Una de las cosas más maravillosas que se puede encontrar uno al abrir el buzón es el sobre de un amigo. Normalmente el buzón está lleno de propaganda, de facturas y a veces hasta de la porquería que echan los niños de los vecinos. Por eso es maravilloso encontrarse con la carta de un amigo, uno de los de verdad, que guarda algo de su tiempo para escribir en un papel unas líneas, acompañarlas con alguna foto o un compacto -la era digital tiene estas cosas- e ir a un buzón a echar la carta.
Hoy no, hoy con un SMS o un e-mail tiene que tener uno suficiente.
Pero no puedo evitar volverme loco de alegría cada vez que llega una de esas cartas. Normalmente suelen ser de amigos que, como seres humanos, son algo esquinados.

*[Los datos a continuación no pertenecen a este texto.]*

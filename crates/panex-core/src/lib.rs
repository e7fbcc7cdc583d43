use std::fmt;

pub mod backend;

// Re-export for convenience
pub use backend::{BackendError, PdfBackend};

/// Literal placeholder returned when a pattern fails to match,
/// distinguishing "no match" from an empty string.
pub const NOT_FOUND: &str = "Not found";

/// A single recognized field: either a value or the `"Not found"` sentinel.
#[derive(Debug, Clone, PartialEq, Eq)]
pub enum FieldValue {
    Found(String),
    NotFound,
}

impl FieldValue {
    /// The field text as it appears in output: the value itself, or the
    /// literal sentinel.
    pub fn as_str(&self) -> &str {
        match self {
            FieldValue::Found(v) => v,
            FieldValue::NotFound => NOT_FOUND,
        }
    }

    pub fn is_found(&self) -> bool {
        matches!(self, FieldValue::Found(_))
    }
}

impl fmt::Display for FieldValue {
    fn fmt(&self, f: &mut fmt::Formatter<'_>) -> fmt::Result {
        f.write_str(self.as_str())
    }
}

/// The name/PAN pair recognized from one document.
///
/// Immutable once produced; each field is either a whitespace-trimmed
/// value or the `"Not found"` sentinel.
#[derive(Debug, Clone, PartialEq, Eq)]
pub struct PanRecord {
    pub name: FieldValue,
    pub pan: FieldValue,
}

/// A recoverable fault from one extraction backend.
///
/// Faults are reported to the observability channel and carried alongside
/// results for presentation as status lines; they never surface as hard
/// failures on their own.
#[derive(Debug, Clone)]
pub struct ExtractionFault {
    /// Backend name, e.g. `"lopdf"`.
    pub backend: &'static str,
    pub message: String,
}

impl fmt::Display for ExtractionFault {
    fn fmt(&self, f: &mut fmt::Formatter<'_>) -> fmt::Result {
        write!(f, "{} extraction failed: {}", self.backend, self.message)
    }
}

Y no tienen teléfono móvil, y las más de las veces echan pestes de los ordenadores, y no les convences de lo maravillosa que es la tecnología ni cuando han bajado la guardia con algunas cervezas.
Es maravilloso encontrarse con gente así de vez en cuando, y una manera de encontrarlos es que te llegue una carta suya al buzón.
La pena es que, últimamente, cada vez me llegan menos cartas de esas, qué se le va a hacer, y que si escribo todo esto no es porque me haya llegado alguna, sino porque hace mucho que no llegan y me he puesto algo triste al pensar en ellas.